◆ **WORK ORDER**
Write the entries below out again in full. Match every character.

RECORD EXCERPTS section start

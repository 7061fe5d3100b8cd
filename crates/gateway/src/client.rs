//! HTTP client for the glossary RPC service.

use std::time::Duration;

use async_trait::async_trait;
use serde::{de::DeserializeOwned, Serialize};
use service::api::GlossaryApi;
use service::graph::TermGraph;
use service::rpc::{
    method, DeleteTermResponse, GetGraphRequest, ListTermsRequest, ListTermsResponse, RpcStatus,
    SearchTermsRequest, SearchTermsResponse, TermId, TermMessage, TermResponse, UpsertTermRequest,
};
use service::{ServiceError, Term};
use tracing::{debug, warn};

#[derive(Clone)]
pub struct RpcClient {
    http: reqwest::Client,
    base_url: String,
}

impl RpcClient {
    /// `base_url` is scheme + authority, e.g. `http://127.0.0.1:50051`.
    pub fn new(base_url: impl Into<String>, timeout: Duration) -> Result<Self, ServiceError> {
        let http = reqwest::Client::builder()
            .timeout(timeout)
            .build()
            .map_err(|e| ServiceError::Unavailable(format!("build http client: {e}")))?;
        let mut base_url = base_url.into();
        while base_url.ends_with('/') {
            base_url.pop();
        }
        Ok(Self { http, base_url })
    }

    pub fn base_url(&self) -> &str {
        &self.base_url
    }

    async fn call<Req, Resp>(&self, path: &str, req: &Req) -> Result<Resp, ServiceError>
    where
        Req: Serialize + ?Sized + Sync,
        Resp: DeserializeOwned,
    {
        let url = format!("{}{}", self.base_url, path);
        debug!(%url, "rpc call");
        let res = self
            .http
            .post(&url)
            .json(req)
            .send()
            .await
            .map_err(|e| ServiceError::Unavailable(format!("{}: {e}", method::short_name(path))))?;

        let status = res.status();
        if status.is_success() {
            return res
                .json::<Resp>()
                .await
                .map_err(|e| ServiceError::Unavailable(format!("decode {} response: {e}", method::short_name(path))));
        }
        match res.json::<RpcStatus>().await {
            Ok(rpc_status) => Err(rpc_status.into()),
            Err(_) => {
                warn!(%url, %status, "rpc failed without a status body");
                Err(ServiceError::Unavailable(format!("{} returned {status}", method::short_name(path))))
            }
        }
    }
}

#[async_trait]
impl GlossaryApi for RpcClient {
    async fn upsert_term(&self, term: TermMessage) -> Result<Term, ServiceError> {
        let res: TermResponse = self.call(method::UPSERT_TERM, &UpsertTermRequest { term }).await?;
        Ok(res.term)
    }

    async fn get_term(&self, id: &str) -> Result<Term, ServiceError> {
        let res: TermResponse = self.call(method::GET_TERM, &TermId { id: id.to_string() }).await?;
        Ok(res.term)
    }

    async fn delete_term(&self, id: &str) -> Result<bool, ServiceError> {
        let res: DeleteTermResponse = self.call(method::DELETE_TERM, &TermId { id: id.to_string() }).await?;
        Ok(res.deleted)
    }

    async fn list_terms(&self, page: i64, page_size: i64) -> Result<ListTermsResponse, ServiceError> {
        self.call(method::LIST_TERMS, &ListTermsRequest { page, page_size }).await
    }

    async fn search_terms(&self, query: &str, limit: i64) -> Result<Vec<Term>, ServiceError> {
        let req = SearchTermsRequest { query: query.to_string(), limit };
        let res: SearchTermsResponse = self.call(method::SEARCH_TERMS, &req).await?;
        Ok(res.terms)
    }

    async fn get_graph(&self, include_orphans: bool) -> Result<TermGraph, ServiceError> {
        self.call(method::GET_GRAPH, &GetGraphRequest { include_orphans }).await
    }
}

RECORD EXCERPTS section end

◆ **EXERCISE RESPONSE**
repository 7061fe5d3100b8cd
filename crates/gateway/src/client.rs
//! HTTP client for the glossary RPC service.

use std::time::Duration;

use async_trait::async_trait;
use serde::{de::DeserializeOwned, Serialize};
use service::api::GlossaryApi;
use service::graph::TermGraph;
use service::rpc::{
    method, DeleteTermResponse, GetGraphRequest, ListTermsRequest, ListTermsResponse, RpcStatus,
    SearchTermsRequest, SearchTermsResponse, TermId, TermMessage, TermResponse, UpsertTermRequest,
};
use service::{ServiceError, Term};
use tracing::{debug, warn};

#[derive(Clone)]
pub struct RpcClient {
    http: reqwest::Client,
    base_url: String,
}

impl RpcClient {
    /// `base_url` is scheme + authority, e.g. `http://127.0.0.1:50051`.
    pub fn new(base_url: impl Into<String>, timeout: Duration) -> Result<Self, ServiceError> {
        let http = reqwest::Client::builder()
            .timeout(timeout)
            .build()
            .map_err(|e| ServiceError::Unavailable(format!("build http client: {e}")))?;
        let mut base_url = base_url.into();
        while base_url.ends_with('/') {
            base_url.pop();
        }
        Ok(Self { http, base_url })
    }

    pub fn base_url(&self) -> &str {
        &self.base_url
    }

    async fn call<Req, Resp>(&self, path: &str, req: &Req) -> Result<Resp, ServiceError>
    where
        Req: Serialize + ?Sized + Sync,
        Resp: DeserializeOwned,
    {
        let url = format!("{}{}", self.base_url, path);
        debug!(%url, "rpc call");
        let res = self
            .http
            .post(&url)
            .json(req)
            .send()
            .await
            .map_err(|e| ServiceError::Unavailable(format!("{}: {e}", method::short_name(path))))?;

        let status = res.status();
        if status.is_success() {
            return res
                .json::<Resp>()
                .await
                .map_err(|e| ServiceError::Unavailable(format!("decode {} response: {e}", method::short_name(path))));
        }
        match res.json::<RpcStatus>().await {
            Ok(rpc_status) => Err(rpc_status.into()),
            Err(_) => {
                warn!(%url, %status, "rpc failed without a status body");
                Err(ServiceError::Unavailable(format!("{} returned {status}", method::short_name(path))))
            }
        }
    }
}

#[async_trait]
impl GlossaryApi for RpcClient {
    async fn upsert_term(&self, term: TermMessage) -> Result<Term, ServiceError> {
        let res: TermResponse = self.call(method::UPSERT_TERM, &UpsertTermRequest { term }).await?;
        Ok(res.term)
    }

    async fn get_term(&self, id: &str) -> Result<Term, ServiceError> {
        let res: TermResponse = self.call(method::GET_TERM, &TermId { id: id.to_string() }).await?;
        Ok(res.term)
    }

    async fn delete_term(&self, id: &str) -> Result<bool, ServiceError> {
        let res: DeleteTermResponse = self.call(method::DELETE_TERM, &TermId { id: id.to_string() }).await?;
        Ok(res.deleted)
    }

    async fn list_terms(&self, page: i64, page_size: i64) -> Result<ListTermsResponse, ServiceError> {
        self.call(method::LIST_TERMS, &ListTermsRequest { page, page_size }).await
    }

    async fn search_terms(&self, query: &str, limit: i64) -> Result<Vec<Term>, ServiceError> {
        let req = SearchTermsRequest { query: query.to_string(), limit };
        let res: SearchTermsResponse = self.call(method::SEARCH_TERMS, &req).await?;
        Ok(res.terms)
    }

    async fn get_graph(&self, include_orphans: bool) -> Result<TermGraph, ServiceError> {
        self.call(method::GET_GRAPH, &GetGraphRequest { include_orphans }).await
    }
}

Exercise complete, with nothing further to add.